Among Chinese Muslims, about half are Hui people, close to another half are Uyghur people who are a Turkic ethnic group, and the remnant are small groups of Turkic peoples like Kazakhs and Uzbeks, Iranian peoples like Tajiks, and Mongolic peoples like Tatars.
Turkic Muslims reside in the Xinjiang Uyghur Autonomous Region, the westernmost part of China, and its neighboring provinces, having cultivated architecture similar to that of further western areas, from adjoining Central Asia to Iran (Persia).

On the contrary, the Chinese inland Muslims are not discernible from Han Chinese except by their faith, because they have intermarried with Han people and have taken to speak Chinese, although they had originally come from the west; Arabia, Persia, Turkey and so on.
But based on the policy of ‘five ethnic groups together in harmony’ (the Han, the Manchus, the Mongols, the Hui, and the Tibetan), the Chinese government bundled the inland Muslims up as an independent nation of ‘Hui People’ in spite of no inherent language of their own.

Historically the Islamic Empire has never conquered China. Apart from the age of Yuan Dynasty when Muslims were given preferential treatment, called as the ‘Semu (literally meaning ‘color-eye’) People,’ Hui People have almost always been dominated by Han Chinese.
The penetration of Islam into China has been practiced ‘from the rank and file’ through mingling and trading in peace. Without Islamization ‘from above,’ it does not occur that western architectural style is transplanted compulsorily and monumental mosques or mausoleums are constructed on a gigantic scale.

There was no other way but the Islamic architecture of Chinese inland was realized by assimilating with Chinese traditional ways of erection and styles. It can be said it is more suitable architecture for the verdurous climate of China, being different from the desert climate in the Middle East.
The inland mosques are, as a result, not discernible from Confucianist mausoleums, Taoist temples, and Buddhist architecture. Thus among the world architecture this unique mosque style, with wooden structure and tile-clad roof, has penetrated in China.

Wooden Structure
STRUCTURAL SYSTEM OF CHINESE TEMPLES
(From " Chinese Architecture" by Laurence G. Liu, 1989, Academy Edition)
There is no difference among Buddhist, Taoist, Confucianist, and Muslim 'Temples'. It is not European 'Truss structure' but the method to put beams across horizontally with consistency, standing small posts above them, and setting girders and purlins furthermore. The freedom of the heights of girders made the concave curvature of roofs possible.
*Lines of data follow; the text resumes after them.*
//! Software (bit-banged) two-wire bus primitive.
//!
//! Drives a pair of open-drain lines to form start/stop conditions and
//! bit-at-a-time transfers with clock-stretch tolerance. Carries no
//! knowledge of message content; framing and checksums live one layer up.

use embedded_hal::blocking::delay::DelayUs;
use embedded_hal::digital::v2::{InputPin, OutputPin};

// Line settle time between edges.
const SETTLE_US: u16 = 1;
/// Hold time start condition (t_HD;STA).
const START_HOLD_US: u16 = 10;
/// Set-up time stop condition (t_SU;STO).
const STOP_SETUP_US: u16 = 10;
// Data-valid window on either side of the clock high phase.
const BIT_HOLD_US: u16 = 5;
// Clock-stretch wait polls the clock line in 10 us steps.
const STRETCH_POLL_US: u16 = 10;
const STRETCH_POLLS_PER_MS: u32 = 100;

/// Acknowledge policy for a received byte.
///
/// [`Ack::Ack`] pulls the data line low on the ninth clock ("continue"),
/// [`Ack::Nack`] releases it ("this was the last byte of the read").
#[derive(Debug, Clone, Copy, PartialEq, Eq)]
#[cfg_attr(feature = "defmt", derive(defmt::Format))]
pub enum Ack {
    Ack,
    Nack,
}

/// Bus-level errors.
#[derive(Debug, Clone, Copy, PartialEq, Eq)]
#[cfg_attr(feature = "defmt", derive(defmt::Format))]
pub enum BusError<E> {
    /// Line I/O error.
    Pin(E),
    /// Peer did not pull the data line low on the acknowledge clock.
    NoAck,
    /// Peer held the clock line low past the configured bound.
    Timeout,
}

impl<E> core::fmt::Display for BusError<E>
where
    E: core::error::Error,
{
    fn fmt(&self, f: &mut core::fmt::Formatter<'_>) -> core::fmt::Result {
        match self {
            Self::Pin(error) => write!(f, "line I/O error: {error}"),
            Self::NoAck => write!(f, "no acknowledge from peer"),
            Self::Timeout => write!(f, "clock-stretch timeout"),
        }
    }
}

impl<E: core::error::Error> core::error::Error for BusError<E> {}

impl<E> From<E> for BusError<E> {
    fn from(error: E) -> Self {
        Self::Pin(error)
    }
}

/// Bit-banged bus over two open-drain lines.
///
/// `set_high` releases a line (open-drain high), `set_low` drives it.
/// The platform layer must hand over pins already configured as
/// open-drain outputs that can also be read back.
#[derive(Debug)]
pub struct SoftI2c<SDA, SCL, D> {
    sda: SDA,
    scl: SCL,
    delay: D,
}

impl<SDA, SCL, D, E> SoftI2c<SDA, SCL, D>
where
    SDA: OutputPin<Error = E> + InputPin<Error = E>,
    SCL: OutputPin<Error = E> + InputPin<Error = E>,
    D: DelayUs<u16>,
{
    /// Construct a new [`SoftI2c`] from the two line handles and a delay
    /// provider. No bus traffic is generated until [`SoftI2c::init`].
    pub fn new(sda: SDA, scl: SCL, delay: D) -> Self {
        Self { sda, scl, delay }
    }

    /// Release both lines into the idle state.
    pub fn init(&mut self) -> Result<(), BusError<E>> {
        self.sda.set_high()?;
        self.scl.set_high()?;
        Ok(())
    }

    /// Write a start condition: data falls while the clock is released.
    ///
    /// ```text
    ///       _____
    /// SDA:       |_____
    ///       _______
    /// SCL:         |___
    /// ```
    pub fn start_condition(&mut self) -> Result<(), BusError<E>> {
        self.sda.set_high()?;
        self.delay.delay_us(SETTLE_US);
        self.scl.set_high()?;
        self.delay.delay_us(SETTLE_US);
        self.sda.set_low()?;
        self.delay.delay_us(START_HOLD_US);
        self.scl.set_low()?;
        self.delay.delay_us(START_HOLD_US);
        Ok(())
    }

    /// Write a stop condition: data rises while the clock is released.
    ///
    /// ```text
    ///              _____
    /// SDA:   _____|
    ///            _______
    /// SCL:   ___|
    /// ```
    pub fn stop_condition(&mut self) -> Result<(), BusError<E>> {
        self.scl.set_low()?;
        self.delay.delay_us(SETTLE_US);
        self.sda.set_low()?;
        self.delay.delay_us(SETTLE_US);
        self.scl.set_high()?;
        self.delay.delay_us(STOP_SETUP_US);
        self.sda.set_high()?;
        self.delay.delay_us(STOP_SETUP_US);
        Ok(())
    }

    /// Transfer a single bit out. A `true` bit releases the data line so
    /// the peer may hold it low for its own acknowledge.
    pub fn write_bit(&mut self, bit: bool, timeout_ms: u32) -> Result<(), BusError<E>> {
        if bit {
            self.sda.set_high()?;
        } else {
            self.sda.set_low()?;
        }

        self.wait_while_clock_stretching(timeout_ms)?;
        self.delay.delay_us(BIT_HOLD_US);
        self.scl.set_low()?;

        Ok(())
    }

    /// Transfer a single bit in, releasing the data line so the peer can
    /// drive it.
    pub fn read_bit(&mut self, timeout_ms: u32) -> Result<bool, BusError<E>> {
        self.sda.set_high()?;

        self.wait_while_clock_stretching(timeout_ms)?;
        self.delay.delay_us(BIT_HOLD_US);

        // Clock is high, data is valid.
        let bit = self.sda.is_high()?;
        self.delay.delay_us(BIT_HOLD_US);
        self.scl.set_low()?;

        Ok(bit)
    }

    /// Write one byte most-significant bit first and check the peer's
    /// acknowledge on the ninth clock.
    pub fn write_byte(&mut self, byte: u8, timeout_ms: u32) -> Result<(), BusError<E>> {
        for shift in 0..8 {
            self.write_bit(byte & (0x80 >> shift) != 0, timeout_ms)?;
        }

        if self.read_bit(timeout_ms)? {
            return Err(BusError::NoAck);
        }

        Ok(())
    }

    /// Read one byte most-significant bit first, then answer with the
    /// caller's acknowledge policy.
    pub fn read_byte(&mut self, ack: Ack, timeout_ms: u32) -> Result<u8, BusError<E>> {
        let mut byte = 0u8;
        for _ in 0..8 {
            byte = (byte << 1) | u8::from(self.read_bit(timeout_ms)?);
        }

        self.write_bit(ack == Ack::Nack, timeout_ms)?;

        Ok(byte)
    }

    /// Release the clock line, then poll it until the peer lets it rise.
    ///
    /// The countdown is `timeout_ms` converted to 10 us steps; expiry is
    /// the only retry bound anywhere in the stack.
    fn wait_while_clock_stretching(&mut self, timeout_ms: u32) -> Result<(), BusError<E>> {
        self.scl.set_high()?;

        let mut polls = timeout_ms.saturating_mul(STRETCH_POLLS_PER_MS);
        while self.scl.is_low()? {
            if polls == 0 {
                return Err(BusError::Timeout);
            }
            polls -= 1;
            self.delay.delay_us(STRETCH_POLL_US);
        }

        Ok(())
    }

    /// Release the line handles and the delay provider.
    pub fn free(self) -> (SDA, SCL, D) {
        (self.sda, self.scl, self.delay)
    }
}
Islam was introduced into China by land and by sea. The main land route was the so-called ‘Silk Road’ for caravan traders and although there were small military invasions and local subjugations, they were limited to the Xinjiang Uyghur region only. Rather sea routes developed early on, bringing Muslim traders who would form Muslim communities in various coastal cities.

The first contact between China and Islam was the dispatching of diplomatic envoys from the country of Dashi (Chinese name for Arabia) to the emperor Gaozong of the Tang Dynasty in 651 A.D. Speaking the year 651, since it was just 20 years after the death of Muhammad and during the age of the 3rd Khalif (Caliph) Uthman of Rightly Guided Khalifate, it was extremely early. It was 10 years before the beginning of the Umayyad Dynasty.
However, it does not mean that propagation of Islam began in that era, but it might be that nothing but tiny mosques for worship were built in Muslim quarters during the time of Tang.

Historically known mosques in the early stages were built in such trade port cities along the southern cost. Above all the four famous mosques have been called by animal nicknames, these are the Giraffe Mosque in Quanzhou, the Lion Mosque in Guangzhou, the Phoenix Mosque in Hangzhou, and the Crane Mosque in Yangzhou. Some of them are said to have been erected in the Tang Dynasty, but they were actually erected between the Song Dynasty (960-1279) an the Yuan Dynasty (1260-1368).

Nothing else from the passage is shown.